Manuel Igreja

Manuel Igreja

O medo

O medo nasce connosco. É instintivo. O destino que é a maneira de as coisas serem, diz que começamos a morrer desde o primeiro instante de vida, temos receio, mas cabe-nos sobreviver.

Depois, fazemos por isso e vamos vivendo. Um dia após o outro, uma década depois de outra, até que chega a nossa hora de partir. Sabemos desde logo e sempre que essa coisa de se estar vivo ainda um dia acaba mal apesar de poder ser de múltiplas maneiras.

Por isso o medo colasse-nos na pele, ensombra-nos a alma, inquieta-nos de oras em quando, nem sempre o sentimos, habituamo-nos a ele, mas sem darmos conta impulsiona muitos dos nossos hábitos e das nossas ações, moldando-nos se lhe dermos espaço e oportunidade.

Desde sempre é uma condição humana pegada a cada homem e a mais as suas circunstâncias. Por isso ao longo dos séculos foi utilizado como arma dos mais fortes perante os mais fracos. Com o seu aproveitar e com o seu espalhar, se forjaram formas de domínio, se cimentaram opiniões e religiões, e se implementaram e espalharam civilizações.

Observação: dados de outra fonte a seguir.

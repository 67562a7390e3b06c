pub(crate) const INVOICE_NS: &str = "urn:oasis:names:specification:ubl:schema:xsd:Invoice-2";
pub(crate) const CREDIT_NOTE_NS: &str =
    "urn:oasis:names:specification:ubl:schema:xsd:CreditNote-2";
pub(crate) const DEBIT_NOTE_NS: &str =
    "urn:oasis:names:specification:ubl:schema:xsd:DebitNote-2";
pub(crate) const CBC_NS: &str =
    "urn:oasis:names:specification:ubl:schema:xsd:CommonBasicComponents-2";
pub(crate) const CAC_NS: &str =
    "urn:oasis:names:specification:ubl:schema:xsd:CommonAggregateComponents-2";
pub(crate) const EXT_NS: &str =
    "urn:oasis:names:specification:ubl:schema:xsd:CommonExtensionComponents-2";
pub(crate) const DS_NS: &str = "http://www.w3.org/2000/09/xmldsig#";

// Legacy SUNAT signature profile. SHA-1 and RSA-PKCS#1 v1.5 are what the
// authority's schema accepts; changing them breaks acceptance.
pub(crate) const C14N_ALGORITHM: &str = "http://www.w3.org/TR/2001/REC-xml-c14n-20010315";
pub(crate) const ENVELOPED_SIGNATURE_ALGORITHM: &str =
    "http://www.w3.org/2000/09/xmldsig#enveloped-signature";
pub(crate) const RSA_SHA1_ALGORITHM: &str = "http://www.w3.org/2000/09/xmldsig#rsa-sha1";
pub(crate) const SHA1_ALGORITHM: &str = "http://www.w3.org/2000/09/xmldsig#sha1";

/// `cbc:ID` of the `cac:Signature` signatory block and the URI fragment its
/// external reference points at.
pub(crate) const SIGNATURE_ID: &str = "SignatureSP";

Na natureza das coisas, no vencer do medo nasce a coragem que tudo transforma e que faz acontecer. O pintassilgo no ninho tem medo de saltar para o seu primeiro voo, mas salta. A mãe pintassilga sabe disso e força a cria para a grande aventura da vida que começa na borda do refúgio e se estende pelo infinito céu. Os navegadores não sabiam nada do além para lá do aquém, mas avançaram. Venceram o medo e descobriram novos mundos para o mundo.

A coragem não é pois então a ausência do medo, mas antes a capacidade intrínseca e cultivada de se lhe dar luta e o vencer. Não deixando que ele nos ate nem empate, podemos ir sem limite e conquistar nem que seja o impossível porque não sabemos que este existe. Dizem que basta querer e acreditar, pois, quem sabe a hora não espera o acontecer.

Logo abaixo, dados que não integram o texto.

impl KeyMaterial {
    /// Parse a PEM bundle holding one `CERTIFICATE` block and one
    /// `PRIVATE KEY` or `RSA PRIVATE KEY` block. Keys are tried as PKCS#1
    /// first, then PKCS#8.
    pub fn from_pem(pem_bytes: &[u8]) -> Result<Self, CertificateError> {
        let blocks = pem::parse_many(pem_bytes)?;

        let mut certificate = None;
        let mut private_key = None;
        for block in &blocks {
            match block.tag() {
                "CERTIFICATE" => {
                    let parsed = Certificate::from_der(block.contents())
                        .map_err(|e| CertificateError::MalformedCertificate(format!("{e:?}")))?;
                    certificate = Some(parsed);
                }
                "RSA PRIVATE KEY" | "PRIVATE KEY" => {
                    let parsed = match RsaPrivateKey::from_pkcs1_der(block.contents()) {
                        Ok(key) => key,
                        Err(_) => RsaPrivateKey::from_pkcs8_der(block.contents())
                            .map_err(|_| CertificateError::KeyNotRsa)?,
                    };
                    private_key = Some(parsed);
                }
                _ => {}
            }
        }

        let certificate = certificate.ok_or(CertificateError::MissingCertificate)?;
        let private_key = private_key.ok_or(CertificateError::MissingPrivateKey)?;
        Ok(Self {
            certificate,
            private_key,
        })
    }

    /// PFX loading was dropped when the deployment moved to PEM bundles.
    pub fn from_pfx(_pfx_bytes: &[u8], _password: &str) -> Result<Self, CertificateError> {
        Err(CertificateError::PfxUnsupported)
    }

    pub fn certificate(&self) -> &Certificate {
        &self.certificate
    }

    /// Certificate DER as base64 with no PEM armor or newlines, the form
    /// `ds:X509Certificate` carries.
    pub fn certificate_base64(&self) -> Result<String, CertificateError> {
        let der = self
            .certificate
            .to_der()
            .map_err(|e| CertificateError::MalformedCertificate(format!("{e:?}")))?;
        Ok(Base64::encode_string(&der))
    }

    pub fn public_key(&self) -> Result<RsaPublicKey, CertificateError> {
        rsa_public_key(&self.certificate).map_err(|_| CertificateError::KeyNotRsa)
    }
}

fn rsa_public_key(certificate: &Certificate) -> Result<RsaPublicKey, SigningError> {
    let spki_der = certificate
        .tbs_certificate()
        .subject_public_key_info()
        .to_der()
        .map_err(|e| SigningError::Signing(format!("SPKI encoding error: {e:?}")))?;
    RsaPublicKey::from_public_key_der(&spki_der)
        .map_err(|_| SigningError::Certificate(CertificateError::KeyNotRsa))
}

/// Cached key material behind a read-mostly lock. The PEM source is parsed
/// once and reused until [`reload`][CertificateStore::reload] or
/// [`invalidate`][CertificateStore::invalidate].
#[derive(Debug)]
pub struct CertificateStore {
    pem: RwLock<Vec<u8>>,
    cached: RwLock<Option<Arc<KeyMaterial>>>,
}

impl CertificateStore {
    pub fn new(pem_bytes: impl Into<Vec<u8>>) -> Self {
        Self {
            pem: RwLock::new(pem_bytes.into()),
            cached: RwLock::new(None),
        }
    }

    pub fn from_file(path: impl AsRef<Path>) -> Result<Self, CertificateError> {
        Ok(Self::new(std::fs::read(path)?))
    }

    pub fn load(&self) -> Result<Arc<KeyMaterial>, CertificateError> {
        if let Some(material) = self.cached.read().expect("certificate cache lock").as_ref() {
            return Ok(Arc::clone(material));
        }

        let mut cached = self.cached.write().expect("certificate cache lock");
        // A concurrent loader may have won the race.
        if let Some(material) = cached.as_ref() {
            return Ok(Arc::clone(material));
        }
        let pem = self.pem.read().expect("certificate source lock");
        let material = Arc::new(KeyMaterial::from_pem(&pem)?);
        *cached = Some(Arc::clone(&material));
        Ok(material)
    }

    /// Replace the PEM source and drop the cached parse.
    pub fn reload(&self, pem_bytes: impl Into<Vec<u8>>) {
        *self.pem.write().expect("certificate source lock") = pem_bytes.into();
        self.invalidate();
    }

    pub fn invalidate(&self) {
        self.cached.write().expect("certificate cache lock").take();
    }
}

/// The three values an enveloped `ds:Signature` carries.
#[derive(Debug, Clone)]
pub struct SignatureBlock {
    digest_value: String,
    signature_value: String,
    certificate_b64: String,
}

impl SignatureBlock {
    pub fn digest_value(&self) -> &str {
        &self.digest_value
    }

    pub fn signature_value(&self) -> &str {
        &self.signature_value
    }

    pub fn certificate_b64(&self) -> &str {
        &self.certificate_b64
    }

    /// Serialized `ds:Signature` fragment, self-contained (declares the
    /// dsig namespace) so it can be parsed standalone.
    pub fn to_xml(&self) -> String {
        format!(
            "<ds:Signature xmlns:ds=\"{DS_NS}\" Id=\"{SIGNATURE_ID}\">{}\
             <ds:SignatureValue>{}</ds:SignatureValue>\
             <ds:KeyInfo><ds:X509Data><ds:X509Certificate>{}</ds:X509Certificate></ds:X509Data></ds:KeyInfo>\
             </ds:Signature>",
            signed_info_xml(&self.digest_value, false),
            self.signature_value,
            self.certificate_b64,
        )
    }
}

Nada disto está nos livros, mas se virmos bem é assim que vem sendo no passado que ainda há pouco era o futuro. Saber disto no presente é fundamental, pois somente assim se garante que o essencial jamais será acessório, e só assim o acessório nunca se assumirá como essencial.
O difícil nisto que parece fácil é a presença efetiva da lucidez que frequentemente vê a sua luz apagada pela ventania surgida do furacão de todos os medos. Cada vez mais existem menos barreiras que impeçam o vendaval que ameaça levar a destruição dos mais nobres valores até quase ao fim.

Por isso os tempos de hoje não vão fáceis. Por isso o horizonte nos surge com a linha desenhada a negro. Mas são ou podem ser os nossos olhos condicionados pelo medo que o espalham enquanto o granjeamos no nosso solo que lhe é fértil.

Mas o medo como quase tudo, na quantidade que baste, também é bom no nosso viver. Se não for por mais nada, é bengala da razão, quando esta corre o risco de ser vencida pelos mandos do coração. Pode evitar erros, pode impedir ações vindas da alienação, pode obstruir amanhã arrependimentos por atitudes de hoje.

Sentir medo é natural e é bom. Eu tenho algum por vezes ao ponto de sentir um frio pela espinha acima. Mas vivo com ele desejando que não seja por ele nem com ele até quando estiver a partir. Espero morrer com ele, pois sei que só assim o meu morrerá comigo.

Hei-de ter pena de morrer. Instintivamente. Mais não seja por medo. Sei lá o que vou encontrar.